As for hearing impaired people, a transcript of voice recordings and subtitles for embedded videos would do the trick.
You should also add a language attribute, so that screen readers know in which language the email is.
Finally, by breaking up long paragraphs and structuring headings better, you will help recipients with reading comprehension.
Pick a good email frequency
If you send your subscribers an email every day or two, they will most likely be annoyed by how often they are approached by you. You don’t want them to hit that unsubscribe button, right?
At the same time, sending them emails too rarely will cause them to forget about your brand, and you would risk losing their interest that way.

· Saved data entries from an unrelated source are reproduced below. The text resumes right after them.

//! A2A Streaming Executor (§4.7): a thin consumer mapping the loop's events
//! mode onto A2A task/artifact wire events for a single task.

use tokio::sync::mpsc;

use crate::agent::Agent;
use crate::error::AgentError;
use crate::stream::{EventType, ExecutionEvent, StreamItem};
use crate::thread::Thread;

use super::{A2aEvent, Part, TaskState};

/// Translates one task's execution-event stream into A2A wire events.
/// Stateful only in the sense of remembering the task and artifact ids it was
/// constructed with — a fresh instance per task.
pub struct A2aExecutor {
    task_id: String,
    artifact_id: String,
}

impl A2aExecutor {
    pub fn new(task_id: impl Into<String>, artifact_id: impl Into<String>) -> Self {
        Self {
            task_id: task_id.into(),
            artifact_id: artifact_id.into(),
        }
    }

    /// The working-status event a streaming run emits before anything else.
    pub fn start(&self) -> A2aEvent {
        A2aEvent::TaskStatusUpdate {
            task_id: self.task_id.clone(),
            state: TaskState::Working,
            message: None,
        }
    }

    /// Translates one execution event into zero or more A2A events. Tool
    /// activity between LLM streams produces no A2A event of its own —
    /// streaming resumes transparently once the next `llm_stream_chunk`
    /// arrives.
    pub fn translate(&self, event: &ExecutionEvent) -> Vec<A2aEvent> {
        match event.event_type {
            EventType::LlmStreamChunk => {
                let text = event
                    .data
                    .get("content")
                    .and_then(|v| v.as_str())
                    .unwrap_or_default();
                vec![self.artifact_chunk(text, false)]
            }
            EventType::LlmResponse => {
                let content = event
                    .data
                    .get("content")
                    .and_then(|v| v.as_str())
                    .unwrap_or_default();
                vec![self.artifact_chunk(content, true)]
            }
            EventType::ExecutionComplete => vec![A2aEvent::TaskStatusUpdate {
                task_id: self.task_id.clone(),
                state: TaskState::Completed,
                message: None,
            }],
            EventType::ExecutionError => {
                let error = event
                    .data
                    .get("error")
                    .and_then(|v| v.as_str())
                    .unwrap_or_default()
                    .to_string();
                vec![A2aEvent::TaskStatusUpdate {
                    task_id: self.task_id.clone(),
                    state: TaskState::Failed,
                    message: Some(error),
                }]
            }
            _ => Vec::new(),
        }
    }

    fn artifact_chunk(&self, text: &str, last_chunk: bool) -> A2aEvent {
        A2aEvent::TaskArtifactUpdate {
            task_id: self.task_id.clone(),
            artifact_id: self.artifact_id.clone(),
            parts: vec![Part::text(text)],
            append: true,
            last_chunk,
        }
    }
}

/// Drains an Events-mode stream, translating each event and forwarding the
/// result to `out`. Returns once `items` closes (the run completed).
pub async fn drive_streaming(
    executor: A2aExecutor,
    mut items: mpsc::Receiver<StreamItem>,
    out: mpsc::Sender<A2aEvent>,
) {
    if out.send(executor.start()).await.is_err() {
        return;
    }
    while let Some(item) = items.recv().await {
        if let StreamItem::Event(event) = item {
            for a2a_event in executor.translate(&event) {
                if out.send(a2a_event).await.is_err() {
                    return;
                }
            }
        }
    }
}

/// The streaming-disabled variant (§4.7): calls `run` once and emits only the
/// final artifact, with no intermediate status events.
pub async fn run_non_streaming(
    agent: &Agent,
    thread: &mut Thread,
    task_id: impl Into<String>,
    artifact_id: impl Into<String>,
) -> Result<A2aEvent, AgentError> {
    let result = agent.run(thread).await?;
    Ok(A2aEvent::TaskArtifactUpdate {
        task_id: task_id.into(),
        artifact_id: artifact_id.into(),
        parts: vec![Part::text(result.output)],
        append: false,
        last_chunk: true,
    })
}

#[cfg(test)]
mod tests {
    use super::*;
    use serde_json::json;

    #[test]
    fn stream_chunk_translates_to_non_final_artifact_update() {
        let executor = A2aExecutor::new("t1", "a1");
        let event = ExecutionEvent::new(EventType::LlmStreamChunk, "t1", 0)
            .with_data(json!({ "content": "Hel" }));
        let events = executor.translate(&event);
        match &events[0] {
            A2aEvent::TaskArtifactUpdate { append, last_chunk, .. } => {
                assert!(*append);
                assert!(!*last_chunk);
            }
            _ => panic!("expected artifact update"),
        }
    }

    #[test]
    fn llm_response_translates_to_final_artifact_update() {
        let executor = A2aExecutor::new("t1", "a1");
        let event = ExecutionEvent::new(EventType::LlmResponse, "t1", 0)
            .with_data(json!({ "content": "Hello" }));
        let events = executor.translate(&event);
        match &events[0] {
            A2aEvent::TaskArtifactUpdate { last_chunk, .. } => assert!(*last_chunk),
            _ => panic!("expected artifact update"),
        }
    }

    #[test]
    fn execution_error_translates_to_failed_status() {
        let executor = A2aExecutor::new("t1", "a1");
        let event = ExecutionEvent::new(EventType::ExecutionError, "t1", 0)
            .with_data(json!({ "error": "boom" }));
        let events = executor.translate(&event);
        match &events[0] {
            A2aEvent::TaskStatusUpdate { state, message, .. } => {
                assert_eq!(*state, TaskState::Failed);
                assert_eq!(message.as_deref(), Some("boom"));
            }
            _ => panic!("expected status update"),
        }
    }

    #[test]
    fn tool_selected_produces_no_event() {
        let executor = A2aExecutor::new("t1", "a1");
        let event = ExecutionEvent::new(EventType::ToolSelected, "t1", 0);
        assert!(executor.translate(&event).is_empty());
    }
}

According to research, marketers that send only one newsletter a week achieve the highest opening and click-through rates.
Credits: GetResponse
Follow the best practices for email deliverability
Email deliverability is critical to the success of your campaign. It makes no difference how fascinating or attractive your emails are. Subscribers will not convert if they never see them.
Verifying the email addresses you send to is one approach to ensure that your email is received. This may be accomplished by simply utilizing an email checker to ensure that the email addresses are valid and exist.
Find a good email template (or design one from scratch)
We’re not all good email designers, and that’s okay. Luckily, there are dozens upon dozens of good email templates in email automation software and other DIY design platforms.
You can start by finding one good template that fits your purpose, customize it in your branding colors and add unique graphics and images, and voila—you have a draft that can be copied and reused for future needs.
If you are willing to let your creativity go, you can also design an email from scratch, but you would probably need some help with the graphic design.
Make the call to action button visible
The appropriate button will entice readers to respond to an email. Make sure it’s the correct size and color, and that the typeface stands out from the body content but doesn’t detract too much from the overall aesthetic of the email. Take some time to consider the best location as well. Is it better to make it flat, rounded, or three-dimensional?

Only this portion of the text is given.